Historically speaking, we know very little about Joseph Smith. Born into abject poverty sometime in the mid 1700s on Edinburgh’s Cowgate, he developed rickets at a young age. He had strong, massive arms and short, bowed legs. We know this because upon his death in 1780 (falling from a coach after gambling at the race track in Leith), the University of Edinburgh’s prestigious Medical School acquired his deformed skeleton. Today, it’s displayed at the Anatomical Museum, which coincidentally was the only reason that I knew that Joseph Smith existed at all!

What the points of telling you all this? This is bad history, but a great story; the tale of an underdog who used his power for social justice. But – I would argue – stories like these teaches elements of history without the tourist even realising it. For example, the audience learns about Edinburgh’s brutal poverty, childhood diseases of the 1700s, the strength (and fear) of the mob to provoke political change, rioting as a commonplace practise of 18thC Scottish culture, existing class tensions between landowners and tenants – these are all historical themes that this story illustrates.

But I’ve practically sold my academic soul. I have compromised my formal objective, evidence-based study of history with an engaging narrative chiefly devoid of tangible facts, in order to achieve my manager’ goal: to entertain tourists about Edinburgh’s “history.”

2) Telling Entertaining (Hi)stories

Training for this job was mostly self-directed. I was not given a script, but simply told the appointed “audition date” I would give a two-hour tour of the Old Town to my manager. I was allowed to speak about anything, and was invited onto other guides’ tours to see their routes and topics. Considering this company is one of the highest rated on Trip Advisor (the chief reason I applied with them), I was surprised at this somewhat laissez-faire, trusting approach.

Although studying “all” of Scottish and Edinburgh’s history was slightly daunting, this worked perfectly for me. I have learned that both historians and tour guides are only as good as the knowledge they possess. Breadth and nuance of historical insight is entirely dependent upon that person’s work ethic and willingness to learn. Taaa-daaa – maybe tour guides and historians aren’t so different after all!

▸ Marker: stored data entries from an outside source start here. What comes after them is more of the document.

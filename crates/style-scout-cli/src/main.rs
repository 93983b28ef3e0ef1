//! Style Scout CLI entry point.

use std::path::PathBuf;

use anyhow::Context;
use clap::{CommandFactory, Parser, Subcommand};
use clap_complete::Shell;

use style_scout::Analyzer;
use style_scout_cli::config::{load_overrides, resolve_config, ConfigFlags};
use style_scout_cli::output::AnalyzeResponse;

#[derive(Parser)]
#[command(
    name = "style-scout",
    about = "Extract a web page's palette and typography and classify its colors into roles",
    version
)]
struct Cli {
    /// Log level (trace, debug, info, warn, error).
    #[arg(long, default_value = "info", global = true)]
    log_level: String,

    #[command(subcommand)]
    command: Commands,
}

#[derive(Subcommand)]
enum Commands {
    /// Analyze a page and print the profile as JSON.
    ///
    /// Examples:
    ///   style-scout analyze https://example.com --kit
    ///   style-scout analyze https://example.com --overrides fixes.json --compact
    Analyze {
        /// Page URL (http or https).
        url: String,

        /// Include the kit settings preview.
        #[arg(long)]
        kit: bool,

        /// JSON file with labeledColors / fontSizes / fonts overrides.
        #[arg(long)]
        overrides: Option<PathBuf>,

        /// Print single-line JSON.
        #[arg(long)]
        compact: bool,

        /// Page fetch timeout in milliseconds.
        /// Also reads from STYLE_SCOUT_PAGE_TIMEOUT_MS.
        #[arg(long)]
        page_timeout_ms: Option<u64>,

        /// Per-stylesheet fetch timeout in milliseconds.
        /// Also reads from STYLE_SCOUT_STYLESHEET_TIMEOUT_MS.
        #[arg(long)]
        stylesheet_timeout_ms: Option<u64>,

        /// Maximum linked stylesheets to fetch.
        /// Also reads from STYLE_SCOUT_MAX_STYLESHEETS.
        #[arg(long)]
        max_stylesheets: Option<usize>,

        /// User-Agent header sent with every request.
        /// Also reads from STYLE_SCOUT_USER_AGENT.
        #[arg(long)]
        user_agent: Option<String>,
    },

    /// Generate shell completion scripts.
    ///
    /// Examples:
    ///   style-scout completions bash > ~/.local/share/bash-completion/completions/style-scout
    ///   style-scout completions zsh > ~/.zfunc/_style-scout
    Completions {
        /// Shell type (bash, zsh, fish, powershell, elvish).
        shell: Shell,
    },
}

#[tokio::main]
async fn main() -> anyhow::Result<()> {
    let cli = Cli::parse();

    let filter = tracing_subscriber::EnvFilter::try_from_default_env()
        .unwrap_or_else(|_| tracing_subscriber::EnvFilter::new(&cli.log_level));

    tracing_subscriber::fmt()
        .with_env_filter(filter)
        .with_writer(std::io::stderr)
        .init();

    match cli.command {
        Commands::Analyze {
            url,
            kit,
            overrides,
            compact,
            page_timeout_ms,
            stylesheet_timeout_ms,
            max_stylesheets,
            user_agent,
        } => {
            let overrides = overrides.as_deref().map(load_overrides).transpose()?;
            let config = resolve_config(&ConfigFlags {
                page_timeout_ms,
                stylesheet_timeout_ms,
                max_stylesheets,
                user_agent,
            });

            let analyzer = Analyzer::with_http(config);
            let mut profile = analyzer.analyze(&url).await;
            if let Some(overrides) = overrides {
                profile = overrides.apply(profile);
            }

            let response = AnalyzeResponse::from_profile(profile, kit);
            let json = response
                .to_json(compact)
                .context("serializing analysis")?;
            println!("{json}");

            if !response.ok {
                std::process::exit(1);
            }
        }

        Commands::Completions { shell } => {
            let mut cmd = Cli::command();
            clap_complete::generate(shell, &mut cmd, "style-scout", &mut std::io::stdout());
        }
    }

    Ok(())
}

After my audition, my manager’s feedback was hilarious (…well, in retrospect): “Chelsea, you must use less dates. Tourists do not care if it happened in 1861, just say ‘mid-1800s.’ Of course, always know your dates in case anyone asks, but stop being so precise! Your groups don’t want a history lesson!”

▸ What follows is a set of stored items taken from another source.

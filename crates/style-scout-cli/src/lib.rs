//! Style Scout command-line host.
//!
//! The binary lives in `main.rs`; the pieces here are split out so they
//! can be tested without spawning a process.

pub mod config;
pub mod output;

My inner pedantic academic and pride as a “proper educated historian” shrivelled into a little lifeless ball of death. I laughed but was disconcerted. How can years of pushing for flawless historical accuracy (including memorising dates) be considered a weakness? I walked away from my audition a little bruised. My ego a little weakened. But then, it dawned on me. Could it be that imprecise teaching (the greatest faux pas of any educator) could be considered a strength here?! Could it be that extraneous pedantic detail was actually not necessary in guiding? Could it be that just the interesting, engaging, enjoyable parts of history are actually the focus?

A great relief settled inside me and that lifeless ball of death sprung alive again. Of course, tour guiding is about entertainment, and formal history is about education. Both can go hand-in-hand but are not identical. While History with a big H is important, we all know that aspects of it are tediously boring, even to historians: Economic history of immediate post-Confederation Canada? Not interested. Technical capabilities of British naval vessels in the Napoleonic Wars? Sorry, don’t care. Another biography of Winston Churchill? Please dear God, no.

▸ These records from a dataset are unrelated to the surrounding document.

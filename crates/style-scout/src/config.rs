//! Analyzer tunables.

use crate::fetch::FetchOptions;
use std::time::Duration;

/// Browser-like user agent; some hosts refuse obvious bots.
pub const DEFAULT_USER_AGENT: &str = "Mozilla/5.0 (Windows NT 10.0; Win64; x64) \
                                      AppleWebKit/537.36 (KHTML, like Gecko) \
                                      Chrome/131.0.0.0 Safari/537.36 StyleScout/0.1";

const ACCEPT: &str = "text/html,application/xhtml+xml,application/xml;q=0.9,*/*;q=0.8";
const ACCEPT_LANGUAGE: &str = "en-US,en;q=0.9";

/// Limits and timeouts for one analysis.
#[derive(Debug, Clone)]
pub struct AnalyzerConfig {
    pub page_timeout: Duration,
    pub page_max_redirects: usize,
    /// Page bodies past this many bytes are truncated.
    pub page_max_bytes: usize,
    pub stylesheet_timeout: Duration,
    pub stylesheet_max_redirects: usize,
    /// Each stylesheet body past this many bytes is truncated.
    pub stylesheet_max_bytes: usize,
    /// Only the first N distinct stylesheet links are fetched.
    pub max_stylesheets: usize,
    /// Colors kept while ranking, before the final cut.
    pub rank_color_limit: usize,
    pub color_limit: usize,
    /// Fonts kept while ranking, before the final cut.
    pub rank_font_limit: usize,
    pub font_limit: usize,
    pub user_agent: String,
}

impl Default for AnalyzerConfig {
    fn default() -> Self {
        Self {
            page_timeout: Duration::from_secs(15),
            page_max_redirects: 3,
            page_max_bytes: 1024 * 1024,
            stylesheet_timeout: Duration::from_secs(12),
            stylesheet_max_redirects: 2,
            stylesheet_max_bytes: 512 * 1024,
            max_stylesheets: 5,
            rank_color_limit: 12,
            color_limit: 8,
            rank_font_limit: 4,
            font_limit: 3,
            user_agent: DEFAULT_USER_AGENT.to_string(),
        }
    }
}

impl AnalyzerConfig {
    /// Headers sent with every request.
    pub fn request_headers(&self) -> Vec<(String, String)> {
        vec![
            ("User-Agent".to_string(), self.user_agent.clone()),
            ("Accept".to_string(), ACCEPT.to_string()),
            ("Accept-Language".to_string(), ACCEPT_LANGUAGE.to_string()),
        ]
    }

    pub fn page_fetch_options(&self) -> FetchOptions {
        FetchOptions {
            timeout: self.page_timeout,
            max_redirects: self.page_max_redirects,
            headers: self.request_headers(),
            max_body_bytes: Some(self.page_max_bytes),
        }
    }

    pub fn stylesheet_fetch_options(&self) -> FetchOptions {
        FetchOptions {
            timeout: self.stylesheet_timeout,
            max_redirects: self.stylesheet_max_redirects,
            headers: self.request_headers(),
            max_body_bytes: Some(self.stylesheet_max_bytes),
        }
    }
}

#[cfg(test)]
mod tests {
    use super::*;

    #[test]
    fn test_defaults() {
        let config = AnalyzerConfig::default();
        assert_eq!(config.page_timeout, Duration::from_secs(15));
        assert_eq!(config.stylesheet_timeout, Duration::from_secs(12));
        assert_eq!(config.page_max_bytes, 1_048_576);
        assert_eq!(config.stylesheet_max_bytes, 524_288);
        assert_eq!(config.max_stylesheets, 5);
    }

    #[test]
    fn test_fetch_options_carry_limits() {
        let config = AnalyzerConfig::default();
        let page = config.page_fetch_options();
        assert_eq!(page.max_redirects, 3);
        assert_eq!(page.max_body_bytes, Some(1_048_576));
        let css = config.stylesheet_fetch_options();
        assert_eq!(css.max_redirects, 2);
        assert_eq!(css.timeout, Duration::from_secs(12));
        assert!(css.headers.iter().any(|(k, _)| k == "User-Agent"));
    }
}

Thus, I’ve learned that tour guiding isn’t just about using stories to tell history, but instead, to tell entertaining history. It’s like being given cream for your coffee, instead of weak milk. It’s like getting a filet mignon instead of rump steak. It’s like eating the centre of the cinnamon bun first, rather than the crusty outer edges. (ps. I like food analogies).

3) Questioning Impact and Legacy Without All the Pedantic Detail

As you’ve noticed, telling Edinburgh’s and Scottish history in entertaining, bite-size pieces are the trick of the two-hour tour guiding trade. But when I asked my manager if I could end with a question, instead of an amusing anecdote, he considerately listened and nodded his head. He simply said that so long as it was concise and clear, there’s no reason it wouldn’t work.

The need to understand and interrogate the legacy or impact of history details/facts/events/persons is a cornerstone of every good historical study. History conferences are full of scholars squabbling over the minutiae of history.  Even if it’s very technical details (i.e. the Spitfire only had 14-18 seconds of ammunition), those details can have significant impact upon larger events (pilot performance, casualty rates, future combat airplane design, and so on). That’s why details are so very important to historians, even if it makes them look like pedantic, over-obsessed nerds. If those details are inaccurate, misinterpreted, or false, then the larger context and the enduring legacy can also be questioned.

But would your average holidaying tourist be interested in such details?

No, let’s get real. Tour guides do not have the time to meticulously analyse every detail of Scottish history. For tourists, this would be the opposite of entertaining. Their holidays would be ruined by my tedious obsession with overwhelming empirical details.

Instead, I discovered that tour guides, similar to public historians, can approach it backwards – by deconstructing the legacy as a way to question details. For example, I deliberately end my tour beside the Writer’s Museum (with a view of the Royal Mile and the Scott Monument).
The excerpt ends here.